Air Products is an industrial gas giant, listed in the US, with 23,000 employees, producing atmospheric gases, operating 100 hydrogen plants with 3bcfd of capacity and a 600-mile pipeline network on the Gulf Coast, helium and LNG process technologies. It is expanding into blue hydrogen and green hydrogen + hydrogen transport.
The NEOM Green Hydrogen project in Saudi Arabia aims to export 1.2MTpa of green ammonia, derived from 220kTpa of green hydrogen, in turn derived from 4GW of wind and solar, with total capex of $8.4bn.
However, the part of the hydrogen->ammonia->hydrogen value chain that has seemed most challenging to us is in cracking ammonia back into hydrogen. The key challenges for ammonia cracking are energy intensity, costs, longevity and impurities.
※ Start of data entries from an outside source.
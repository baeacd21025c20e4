//! Declared members and enumerations of a mocked type.
//!
//! The text parser resolves member, type and enum names through this table;
//! scenario-built mocks read declared return types from it.

use crate::member::{Accessor, MemberKey, Parameter, ReturnType};
use crate::value::{TypeTag, Value};
use std::collections::HashMap;

/// A member together with its declared return type.
#[derive(Debug, Clone, PartialEq)]
pub struct DeclaredMember {
    pub key: MemberKey,
    pub returns: ReturnType,
}

#[derive(Debug, Clone, Default)]
pub struct MemberTable {
    members: Vec<DeclaredMember>,
    enums: HashMap<String, Vec<String>>,
}

impl MemberTable {
    pub fn new() -> Self {
        Self::default()
    }

    /// Declare a member. Returns `false` (and keeps the first declaration)
    /// when the same key was declared before.
    pub fn declare(&mut self, key: MemberKey, returns: ReturnType) -> bool {
        if self.contains(&key) {
            return false;
        }
        self.members.push(DeclaredMember { key, returns });
        true
    }

    pub fn declare_method(
        &mut self,
        name: impl Into<String>,
        parameters: Vec<Parameter>,
        returns: ReturnType,
    ) -> MemberKey {
        let key = MemberKey::method(name, parameters);
        self.declare(key.clone(), returns);
        key
    }

    /// Declare both accessors of a property of type `ty`.
    pub fn declare_property(&mut self, name: impl Into<String>, ty: TypeTag) -> bool {
        let name = name.into();
        let added = self.declare(MemberKey::getter(name.clone()), ReturnType::Of(ty));
        self.declare(MemberKey::setter(name), ReturnType::Void) && added
    }

    pub fn declare_enum(&mut self, name: impl Into<String>, members: Vec<String>) {
        self.enums.insert(name.into(), members);
    }

    pub fn members(&self) -> &[DeclaredMember] {
        &self.members
    }

    pub fn contains(&self, key: &MemberKey) -> bool {
        self.members.iter().any(|m| &m.key == key)
    }

    /// Declared return type, `Void` for undeclared members.
    pub fn returns(&self, key: &MemberKey) -> ReturnType {
        self.members
            .iter()
            .find(|m| &m.key == key)
            .map(|m| m.returns.clone())
            .unwrap_or_default()
    }

    /// Resolve a method by name. A name with a single declaration resolves
    /// regardless of `arity`, so the extractor can report the mismatch;
    /// overloads are told apart by arity.
    pub fn resolve_method(&self, name: &str, arity: usize) -> Result<&MemberKey, String> {
        let candidates: Vec<&MemberKey> = self
            .members
            .iter()
            .map(|m| &m.key)
            .filter(|key| matches!(key, MemberKey::Method { .. }) && key.name() == name)
            .collect();

        match candidates.as_slice() {
            [] => Err(format!("unknown method '{name}'")),
            [only] => Ok(*only),
            _ => {
                let by_arity: Vec<&MemberKey> = candidates
                    .iter()
                    .copied()
                    .filter(|key| key.arity() == arity)
                    .collect();
                match by_arity.as_slice() {
                    [only] => Ok(*only),
                    [] => Err(format!(
                        "no overload of '{name}' takes {arity} argument(s)"
                    )),
                    _ => Err(format!(
                        "ambiguous call to '{name}' with {arity} argument(s)"
                    )),
                }
            }
        }
    }

    pub fn resolve_property(&self, name: &str, accessor: Accessor) -> Option<&MemberKey> {
        self.members.iter().map(|m| &m.key).find(|key| {
            matches!(key, MemberKey::Property { name: n, accessor: a } if n == name && *a == accessor)
        })
    }

    /// Resolve a type name, preferring declared enums.
    pub fn resolve_type(&self, name: &str) -> Result<TypeTag, String> {
        let name = name.trim();
        if self.enums.contains_key(name) {
            return Ok(TypeTag::Enum(name.to_string()));
        }
        name.parse()
    }

    /// Parse `int`, `ref Color` or `out Customer` against this table.
    pub fn parse_parameter(&self, spec: &str) -> Result<Parameter, String> {
        let spec = spec.trim();
        if let Some(rest) = spec.strip_prefix("ref ") {
            Ok(Parameter::by_ref(self.resolve_type(rest)?))
        } else if let Some(rest) = spec.strip_prefix("out ") {
            Ok(Parameter::out(self.resolve_type(rest)?))
        } else {
            Ok(Parameter::new(self.resolve_type(spec)?))
        }
    }

    /// Value of `Type.Member` for a declared enum; the ordinal is the
    /// member's position in the declaration.
    pub fn enum_constant(&self, ty: &str, member: &str) -> Option<Value> {
        let members = self.enums.get(ty)?;
        let ordinal = members.iter().position(|m| m == member)?;
        Some(Value::Enum {
            ty: ty.to_string(),
            ordinal: ordinal as i64,
        })
    }
}

#[cfg(test)]
mod tests {
    use super::*;

    fn table() -> MemberTable {
        let mut table = MemberTable::new();
        table.declare_enum("Color", vec!["Red".into(), "Green".into()]);
        table.declare_method("add", vec![Parameter::new(TypeTag::Int); 2], TypeTag::Int.into());
        table.declare_method("log", vec![Parameter::new(TypeTag::Str)], ReturnType::Void);
        table.declare_method(
            "log",
            vec![Parameter::new(TypeTag::Str), Parameter::new(TypeTag::Int)],
            ReturnType::Void,
        );
        table.declare_property("Name", TypeTag::Str);
        table
    }

    #[test]
    fn test_resolve_method_overloads() {
        let table = table();
        assert_eq!(table.resolve_method("add", 5).unwrap().arity(), 2);
        assert_eq!(table.resolve_method("log", 2).unwrap().arity(), 2);
        assert!(table.resolve_method("log", 3).is_err());
        assert!(table.resolve_method("missing", 0).is_err());
    }

    #[test]
    fn test_duplicate_declaration_is_reported() {
        let mut table = table();
        assert!(!table.declare(
            MemberKey::method("add", vec![Parameter::new(TypeTag::Int); 2]),
            ReturnType::Void
        ));
        assert_eq!(
            table.returns(&MemberKey::method("add", vec![Parameter::new(TypeTag::Int); 2])),
            ReturnType::Of(TypeTag::Int)
        );
    }

    #[test]
    fn test_properties_and_enums() {
        let table = table();
        assert!(table.resolve_property("Name", Accessor::Set).is_some());
        assert_eq!(
            table.returns(&MemberKey::getter("Name")),
            ReturnType::Of(TypeTag::Str)
        );
        assert_eq!(
            table.resolve_type("Color").unwrap(),
            TypeTag::Enum("Color".into())
        );
        assert_eq!(
            table.enum_constant("Color", "Green"),
            Some(Value::Enum {
                ty: "Color".into(),
                ordinal: 1
            })
        );
        assert_eq!(table.enum_constant("Color", "Blue"), None);
        assert_eq!(
            table.parse_parameter("ref Color").unwrap(),
            Parameter::by_ref(TypeTag::Enum("Color".into()))
        );
    }
}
Hence in this data-file, we have assessed Air Products’s ammonia cracking technology. The patents are high-quality: clear, specific, intelligible, focused and manufacturable. Hence we think Air Products has invested material time and effort in optimizing the ammonia cracking process, and has built a moat around its technology.
Specific details in the data-file focus on catalyst compositions (patented), heat recapture (patented), ammonia recirculation (patented), product purification (patented), breaking down impurities (patented), avoiding various impurities, avoiding nitriding (patented), and integration with hydrogen fueling stations (patented).
But overall, the details in the patents also remind us how complex the process of ammonia cracking back into hydrogen really is. We estimate gross energy penalties equivalent to using up around 25% of the ammonia that is imported, and net energy penalties of 15% (after reflecting the higher energy content of hydrogen versus ammonia).
The costs of cracking ammonia into fuel-cell grade green hydrogen are modeled in the range of $2-3/kg, both in this model, and in our model of hydrogen transportation.